Jonathan Hedstrom: Drupal is like Lego for adult professionals

Jonathan Hedstrom
Community Drupal

Agiledrop is highlighting active Drupal community members through a series of interviews. Learn who are the people behind Drupal projects. 

This week we talked with Jonathan Hedstrom. Read about what he thinks has been the biggest evolution for Drupal, what contribution is he the proudest of and what he thinks is the most important about Drupal today.
 

 

1. Please tell us a little about yourself. How do you participate in the Drupal community and what do you do professionally?

I’m an active core contributor and the core maintainer of the Datetime module. I’ve been a member and sometimes a leader of the Portland Drupal User Group for the last decade. I maintain dozens of contributed modules (and contribute patches/fixes/features to many dozens more). I am a co-maintainer of Drush and the project lead of the Drupal Behat Extension. I am currently a Software Architect at Phase2.

 

2. When did you first came across Drupal? What convinced you to stay, software or the community, and why?

I discovered Drupal in 2005 for my personal website. I converted it from a static HTML site to use Drupal 4.4. I started working professionally with Drupal when I moved to Portland in 2007 to be the lead developer at OpenSourcery. My first DrupalCon in Hungary really exposed me to the international community, and that continued engagement has kept me going. The warm welcome, I was given by the local community, made it simple to stay connected to the broader Drupal community too.

 

3. What impact Drupal made on you? Is there a particular moment you remember?

Drupal has provided the basis for much of my career, and many of my life-long friends have been made through the community, both locally and internationally.

 

4. How do you explain what Drupal is to other, non-Drupal people?

I usually describe Drupal as Legos for non-Drupal folks. It has all the pieces to do just about anything one can imagine, but there are some steps between dumping the pile of pieces out on the floor to a complete and functional thing.

 

5. How did you see Drupal evolving over the years?
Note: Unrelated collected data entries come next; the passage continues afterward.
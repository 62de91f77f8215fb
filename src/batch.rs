//! Batch orchestration.
//!
//! A batch opens the template once, applies its items strictly in the
//! caller-supplied order, and serializes once. Ordering matters: an image
//! replacement swaps a node in the shape tree, and a later item resolving
//! the same slide must see the post-mutation tree.
//!
//! Failure policy: one item's error is recorded against that item and the
//! batch continues; the document is never left in an unserializable state,
//! so the output always reflects every item that did succeed. Only a
//! template that cannot be opened (or a package that cannot be serialized)
//! fails the batch as a whole.

use crate::content::{SlideContent, SlideKind};
use crate::fetch::ImageFetcher;
use crate::mutate::{self, MutationError};
use crate::pptx::document::Document;
use crate::pptx::error::Result;
use log::{debug, warn};

/// Applies ordered batches of content descriptors to template documents.
///
/// Dependencies are injected at construction; the orchestrator itself is
/// stateless between runs and never shares an open document across
/// requests.
pub struct BatchOrchestrator {
    fetcher: Box<dyn ImageFetcher>,
}

/// The result of one batch run.
pub struct BatchOutcome {
    /// The serialized document, reflecting every successful item
    pub bytes: Vec<u8>,
    /// Per-item outcomes, in request order
    pub results: Vec<ItemResult>,
}

/// Outcome of a single batch item.
#[derive(Debug)]
pub struct ItemResult {
    /// Position of the item in the request
    pub index: usize,
    pub kind: SlideKind,
    /// The failure, when the item did not apply
    pub error: Option<MutationError>,
}

impl ItemResult {
    pub fn is_ok(&self) -> bool {
        self.error.is_none()
    }
}

impl BatchOrchestrator {
    pub fn new(fetcher: Box<dyn ImageFetcher>) -> Self {
        Self { fetcher }
    }

    /// Open `template`, apply `items` in order, serialize.
    pub fn run(&self, template: &[u8], items: &[SlideContent]) -> Result<BatchOutcome> {
        let mut doc = Document::open(template)?;
        let mut results = Vec::with_capacity(items.len());

        for (index, item) in items.iter().enumerate() {
            let outcome = mutate::apply_content(&mut doc, item, self.fetcher.as_ref());
            match &outcome {
                Ok(()) => debug!("batch item {index} ({}) applied", item.kind()),
                Err(e) => warn!("batch item {index} ({}) failed: {e}", item.kind()),
            }
            results.push(ItemResult {
                index,
                kind: item.kind(),
                error: outcome.err(),
            });
        }

        let bytes = doc.save()?;
        Ok(BatchOutcome { bytes, results })
    }

    /// Apply a single item against an already open document.
    ///
    /// Unlike [`run`](Self::run), the error is returned to the caller:
    /// single-slide mode treats a failed mutation as fatal.
    pub fn apply(
        &self,
        doc: &mut Document,
        item: &SlideContent,
    ) -> std::result::Result<(), MutationError> {
        mutate::apply_content(doc, item, self.fetcher.as_ref())
    }
}

#[cfg(test)]
mod tests {
    use super::*;
    use crate::fetch::stubs::MapFetcher;
    use crate::opc::packuri::PackURI;
    use crate::pptx::fixtures;

    fn points_item(slide_number: u32) -> SlideContent {
        serde_json::from_str(&format!(
            r#"{{"kind": "points", "slideNumber": {slide_number}, "header": "Overview",
                "description": "Key points", "points": [{{"text": "A"}}, {{"text": "B"}}]}}"#
        ))
        .unwrap()
    }

    fn points_template() -> Vec<u8> {
        fixtures::PackageBuilder::new()
            .slide(fixtures::slide_xml(&[
                fixtures::text_shape(2, "Header1", "old header"),
                fixtures::text_shape(3, "Description1", "old description"),
                fixtures::text_shape(4, "Points", "old points"),
            ]))
            .build()
    }

    fn slide_part_text(bytes: &[u8], part: &str) -> String {
        let doc = Document::open(bytes).unwrap();
        let partname = PackURI::new(part).unwrap();
        String::from_utf8(
            doc.package()
                .get_part(&partname)
                .unwrap()
                .blob()
                .to_vec(),
        )
        .unwrap()
    }

    #[test]
    fn test_points_end_to_end() {
        let engine = BatchOrchestrator::new(Box::new(MapFetcher::empty()));
        let outcome = engine.run(&points_template(), &[points_item(1)]).unwrap();

        assert_eq!(outcome.results.len(), 1);
        assert!(outcome.results[0].is_ok());

        let doc = Document::open(&outcome.bytes).unwrap();
        let slide = doc.load_slide(0).unwrap();
        let texts: Vec<(String, String)> = slide
            .shapes()
            .map(|(_, s)| {
                let body = s.text_body().unwrap().unwrap();
                (s.name().to_string(), body.text())
            })
            .collect();

        assert_eq!(
            texts,
            vec![
                ("Header1".to_string(), "Overview".to_string()),
                ("Description1".to_string(), "Key points".to_string()),
                ("Points".to_string(), "• A\n• B".to_string()),
            ]
        );
    }

    #[test]
    fn test_batch_isolation_middle_item_fails() {
        let template = fixtures::PackageBuilder::new()
            .slide(fixtures::slide_xml(&[
                fixtures::text_shape(2, "Header1", "one"),
                fixtures::text_shape(3, "Description1", "one"),
            ]))
            .slide(fixtures::slide_xml(&[
                fixtures::text_shape(2, "Header1", "two"),
                fixtures::text_shape(3, "Description1", "two"),
            ]))
            .build();

        let items = [points_item(1), points_item(99), points_item(2)];
        let engine = BatchOrchestrator::new(Box::new(MapFetcher::empty()));
        let outcome = engine.run(&template, &items).unwrap();

        assert!(outcome.results[0].is_ok());
        assert!(matches!(
            outcome.results[1].error,
            Some(MutationError::SlideOutOfRange {
                requested: 99,
                count: 2
            })
        ));
        assert!(outcome.results[2].is_ok());

        // Output reflects the two items that succeeded
        let doc = Document::open(&outcome.bytes).unwrap();
        for index in 0..2 {
            let slide = doc.load_slide(index).unwrap();
            let (_, header) = slide.shapes().next().unwrap();
            assert_eq!(header.text_body().unwrap().unwrap().text(), "Overview");
        }
    }

    #[test]
    fn test_slide_number_zero_is_out_of_range() {
        let engine = BatchOrchestrator::new(Box::new(MapFetcher::empty()));
        let outcome = engine.run(&points_template(), &[points_item(0)]).unwrap();
        assert!(matches!(
            outcome.results[0].error,
            Some(MutationError::SlideOutOfRange {
                requested: 0,
                count: 1
            })
        ));
    }

    #[test]
    fn test_slot_absence_completes_without_error() {
        // Template with no matching slots at all
        let template = fixtures::PackageBuilder::new()
            .slide(fixtures::slide_xml(&[fixtures::text_shape(
                2, "Unrelated", "keep me",
            )]))
            .build();

        // Descriptor whose header/description keywords match nothing
        let item: SlideContent = serde_json::from_str(
            r#"{"kind": "statistics", "slideNumber": 1, "title": "T",
                "stats": [{"label": "L", "value": "V"}]}"#,
        )
        .unwrap();

        let engine = BatchOrchestrator::new(Box::new(MapFetcher::empty()));
        let outcome = engine.run(&template, &[item]).unwrap();
        assert!(outcome.results[0].is_ok());

        // Nothing changed: not the slide, not its bytes
        let slide_xml = slide_part_text(&outcome.bytes, "/ppt/slides/slide1.xml");
        assert!(slide_xml.contains("<a:t>keep me</a:t>"));
    }

    #[test]
    fn test_mutation_is_idempotent() {
        let engine = BatchOrchestrator::new(Box::new(MapFetcher::empty()));

        let once = engine.run(&points_template(), &[points_item(1)]).unwrap();
        let twice = engine
            .run(&points_template(), &[points_item(1), points_item(1)])
            .unwrap();

        assert_eq!(
            slide_part_text(&once.bytes, "/ppt/slides/slide1.xml"),
            slide_part_text(&twice.bytes, "/ppt/slides/slide1.xml"),
        );
    }

    #[test]
    fn test_unfetchable_image_keeps_template_picture() {
        let template = fixtures::PackageBuilder::new()
            .slide_with_images(
                fixtures::slide_xml(&[
                    fixtures::text_shape(2, "Header1", "old"),
                    fixtures::text_shape(3, "Description1", "old"),
                    fixtures::picture_shape(4, "Image", "rId1"),
                ]),
                vec![("rId1".to_string(), "image1.png".to_string())],
            )
            .media("image1.png", fixtures::png_bytes())
            .build();

        let item: SlideContent = serde_json::from_str(
            r#"{"kind": "points", "slideNumber": 1, "header": "New header",
                "description": "New description",
                "imageUrl": "https://unreachable.invalid/logo.png"}"#,
        )
        .unwrap();

        let engine = BatchOrchestrator::new(Box::new(MapFetcher::empty()));
        let outcome = engine.run(&template, &[item]).unwrap();
        assert!(outcome.results[0].is_ok());

        let doc = Document::open(&outcome.bytes).unwrap();
        let slide = doc.load_slide(0).unwrap();

        // Text slots updated
        let (_, header) = slide.shapes().next().unwrap();
        assert_eq!(header.text_body().unwrap().unwrap().text(), "New header");

        // Picture node untouched, still pointing at the template media
        let picture = slide
            .shapes()
            .find(|(_, s)| s.name() == "Image")
            .map(|(_, s)| s)
            .unwrap();
        assert_eq!(picture.blip_rid().as_deref(), Some("rId1"));

        // And the template media part survived as-is
        let media = doc
            .package()
            .get_part(&PackURI::new("/ppt/media/image1.png").unwrap())
            .unwrap();
        assert_eq!(media.blob(), fixtures::png_bytes().as_slice());
    }

    #[test]
    fn test_successful_image_swap_preserves_geometry_and_position() {
        let template = fixtures::PackageBuilder::new()
            .slide_with_images(
                fixtures::slide_xml(&[
                    fixtures::text_shape(2, "Header1", "old"),
                    fixtures::text_shape(3, "Description1", "old"),
                    fixtures::picture_shape(4, "Image", "rId1"),
                    fixtures::text_shape(5, "Footer", "still here"),
                ]),
                vec![("rId1".to_string(), "image1.png".to_string())],
            )
            .media("image1.png", fixtures::png_bytes())
            .build();

        let url = "https://cdn.example.com/new.png";
        let fetcher = MapFetcher::new([(url.to_string(), fixtures::other_png_bytes())]);

        let item: SlideContent = serde_json::from_str(&format!(
            r#"{{"kind": "points", "slideNumber": 1, "header": "H",
                "description": "D", "imageUrl": "{url}"}}"#
        ))
        .unwrap();

        let engine = BatchOrchestrator::new(Box::new(fetcher));
        let outcome = engine.run(&template, &[item]).unwrap();
        assert!(outcome.results[0].is_ok());

        let doc = Document::open(&outcome.bytes).unwrap();
        let slide = doc.load_slide(0).unwrap();

        // Same tree position, same name, same bounding box, new media
        let shapes: Vec<&str> = slide.shapes().map(|(_, s)| s.name()).collect();
        assert_eq!(shapes, vec!["Header1", "Description1", "Image", "Footer"]);

        let picture = slide
            .shapes()
            .find(|(_, s)| s.name() == "Image")
            .map(|(_, s)| s)
            .unwrap();
        let geometry = picture.geometry();
        assert_eq!(
            (geometry.x, geometry.y, geometry.cx, geometry.cy),
            (914400, 685800, 1828800, 1371600)
        );

        let rid = picture.blip_rid().unwrap();
        assert_ne!(rid, "rId1");

        // New media part holds the fetched bytes
        let media = doc
            .package()
            .get_part(&PackURI::new("/ppt/media/image2.png").unwrap())
            .unwrap();
        assert_eq!(media.blob(), fixtures::other_png_bytes().as_slice());
    }

    #[test]
    fn test_table_clips_to_template_grid() {
        let template = fixtures::PackageBuilder::new()
            .slide(fixtures::slide_xml(&[
                fixtures::text_shape(2, "Title", "old"),
                fixtures::table_shape(3, "Table 1", 3, 3),
            ]))
            .build();

        // 5x3 input into a 3x3 template: rows 3 and 4 dropped
        let item: SlideContent = serde_json::from_str(
            r#"{"kind": "table", "slideNumber": 1, "title": "Grid",
                "tableData": [["a0", "b0", "c0"], ["a1", "b1", "c1"], ["a2", "b2", "c2"],
                              ["a3", "b3", "c3"], ["a4", "b4", "c4"]]}"#,
        )
        .unwrap();

        let engine = BatchOrchestrator::new(Box::new(MapFetcher::empty()));
        let outcome = engine.run(&template, &[item]).unwrap();
        assert!(outcome.results[0].is_ok());

        let xml = slide_part_text(&outcome.bytes, "/ppt/slides/slide1.xml");
        for wrote in ["a0", "c0", "a2", "c2"] {
            assert!(xml.contains(&format!("<a:t>{wrote}</a:t>")), "missing {wrote}");
        }
        for dropped in ["a3", "c3", "a4", "c4"] {
            assert!(!xml.contains(dropped), "should have dropped {dropped}");
        }
    }

    #[test]
    fn test_invalid_template_fails_batch() {
        let engine = BatchOrchestrator::new(Box::new(MapFetcher::empty()));
        assert!(engine.run(b"not a zip archive", &[points_item(1)]).is_err());
    }
}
What do you think the future will bring?

I think the adoption of modern coding practices, and embracing third-party libraries have been the biggest evolution I’ve seen for Drupal. It has let Drupal focus on the things that it wants to do better, and not have to re-invent (and maintain) the little pieces that are already done.

 

6. What are some of the contribution to open source code or community that you are most proud of?

It’s always fun to get commits into a new project. I most recently had my first commit to Symfony accepted. One of my proudest commits to Drupal 8 would be the views integration for the Datetime module. Also, I was heavily involved in resolving many of the critical blockers for Drupal 8 to support an upgrade path from beta to beta, and am quite proud of helping that effort, which eventually resulted in the release of Drupal 8.0.0. I’m also proud of the time I spent as a leader of the Portland Drupal User Group. In that time I helped organize several camps, two Pacific Northwest Drupal Summits, and helped mentor quite a few folks.

 

7. Is there an initiative or a project in Drupal space that you would like to promote or highlight?
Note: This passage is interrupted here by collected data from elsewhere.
//! Timeline / phases slide mutation.

use crate::color::Rgb;
use crate::content::PhasesContent;
use crate::mutate::{MutationError, edit_slot_text, fill_slots, load_target, set_slot_text};
use crate::pptx::document::Document;
use crate::resolve::{SlotRule, SlotTarget};

pub(crate) fn apply(doc: &mut Document, content: &PhasesContent) -> Result<(), MutationError> {
    let mut slide = load_target(doc, content.slide_number)?;

    set_slot_text(
        &mut slide,
        &SlotRule::contains("title", SlotTarget::Text),
        &content.title,
        None,
    )?;

    for (index, phase) in content.phases.iter().enumerate() {
        let slot = index + 1;

        let mut text = format!("{}\n{}", phase.name, phase.description);
        if let Some(status) = &phase.status {
            text.push_str(&format!("\nStatus: {status}"));
        }

        edit_slot_text(
            &mut slide,
            &SlotRule::indexed("Phase", slot, SlotTarget::Text),
            |body| {
                body.set_text(&text);
                if let Some(color) = &phase.color {
                    body.color_all(Rgb::parse(color));
                }
                // The phase name line leads
                body.bold_paragraph(0, true);
            },
        )?;
    }

    if let Some(color) = &content.timeline_color {
        fill_slots(
            &mut slide,
            &SlotRule::keywords(&["timeline", "arrow"], SlotTarget::Any),
            color,
        )?;
    }

    doc.store_slide(slide)?;
    Ok(())
}
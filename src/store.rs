//! Template and output storage.
//!
//! Blob storage is an external collaborator: the engine only needs
//! `get`/`put` over opaque keys. `DocumentStore` adapts whatever backend
//! the caller injects to the two operations the engine performs: fetch a
//! template, persist generated output.

use std::collections::HashMap;
use std::sync::Mutex;
use thiserror::Error;

#[derive(Error, Debug)]
pub enum StoreError {
    /// The requested key does not exist in the backend
    #[error("template not found: {0}")]
    NotFound(String),

    /// Anything else the backend reports
    #[error("storage backend error: {0}")]
    Backend(String),
}

/// Minimal blob storage contract.
pub trait BlobStore {
    /// Fetch the bytes stored under `key`.
    fn get(&self, key: &str) -> Result<Vec<u8>, StoreError>;

    /// Store `bytes` under `key` and return a retrievable location.
    fn put(&self, bytes: &[u8], key: &str) -> Result<String, StoreError>;
}

/// Document-level adapter over a blob store.
pub struct DocumentStore<S: BlobStore> {
    store: S,
}

impl<S: BlobStore> DocumentStore<S> {
    pub fn new(store: S) -> Self {
        Self { store }
    }

    /// Fetch template bytes. `NotFound` is fatal for the whole batch:
    /// without a template there is nothing to mutate.
    pub fn fetch_template(&self, reference: &str) -> Result<Vec<u8>, StoreError> {
        self.store.get(reference)
    }

    /// Persist generated output and return its location.
    pub fn put_output(&self, bytes: &[u8], name: &str) -> Result<String, StoreError> {
        self.store.put(bytes, name)
    }

    /// Access the wrapped backend.
    pub fn backend(&self) -> &S {
        &self.store
    }
}

/// In-memory backend, for tests and local runs.
#[derive(Default)]
pub struct MemoryStore {
    objects: Mutex<HashMap<String, Vec<u8>>>,
}

impl MemoryStore {
    pub fn new() -> Self {
        Self::default()
    }
}

impl BlobStore for MemoryStore {
    fn get(&self, key: &str) -> Result<Vec<u8>, StoreError> {
        self.objects
            .lock()
            .map_err(|e| StoreError::Backend(e.to_string()))?
            .get(key)
            .cloned()
            .ok_or_else(|| StoreError::NotFound(key.to_string()))
    }

    fn put(&self, bytes: &[u8], key: &str) -> Result<String, StoreError> {
        self.objects
            .lock()
            .map_err(|e| StoreError::Backend(e.to_string()))?
            .insert(key.to_string(), bytes.to_vec());
        Ok(format!("memory://{key}"))
    }
}

#[cfg(test)]
mod tests {
    use super::*;

    #[test]
    fn test_memory_store_round_trip() {
        let store = DocumentStore::new(MemoryStore::new());

        let url = store.put_output(b"deck bytes", "output.pptx").unwrap();
        assert_eq!(url, "memory://output.pptx");
        assert_eq!(store.fetch_template("output.pptx").unwrap(), b"deck bytes");
    }

    #[test]
    fn test_missing_template_is_not_found() {
        let store = DocumentStore::new(MemoryStore::new());
        assert!(matches!(
            store.fetch_template("absent.pptx"),
            Err(StoreError::NotFound(_))
        ));
    }
}
//! Image-beside-text slide mutation.

use crate::content::ImageTextContent;
use crate::fetch::ImageFetcher;
use crate::mutate::{
    MutationError, fetch_optional, load_target, replace_picture_slot, set_slot_text,
};
use crate::pptx::document::Document;
use crate::resolve::{SlotRule, SlotTarget};

pub(crate) fn apply(
    doc: &mut Document,
    content: &ImageTextContent,
    fetcher: &dyn ImageFetcher,
) -> Result<(), MutationError> {
    let mut slide = load_target(doc, content.slide_number)?;

    set_slot_text(
        &mut slide,
        &SlotRule::exact_or_contains("P100", "title", SlotTarget::Text),
        &content.title,
        content.title_color.as_deref(),
    )?;

    set_slot_text(
        &mut slide,
        &SlotRule::exact_or_contains("S100", "text", SlotTarget::Text),
        &content.text,
        content.text_color.as_deref(),
    )?;

    if let Some(bytes) = fetch_optional(fetcher, content.image_url.as_ref()) {
        replace_picture_slot(
            doc,
            &mut slide,
            &SlotRule::keywords(&["image", "picture"], SlotTarget::Picture),
            bytes,
        )?;
    }

    doc.store_slide(slide)?;
    Ok(())
}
The current effort to more fully embrace Composer is really exciting and important, I think. Also, the move to completely get off of the legacy SimpleTest framework in the core is important, and probably less visible than some of the more exciting initiatives.

 

8. Is there anything else that excites you beyond Drupal? Either a new technology or a personal endeavorment. 

The increasing focus on decoupled architecture and all the technology (React, GraphQL, etc.) that goes along with that is really fun, and it’s bringing a lot of new faces into the community, I think.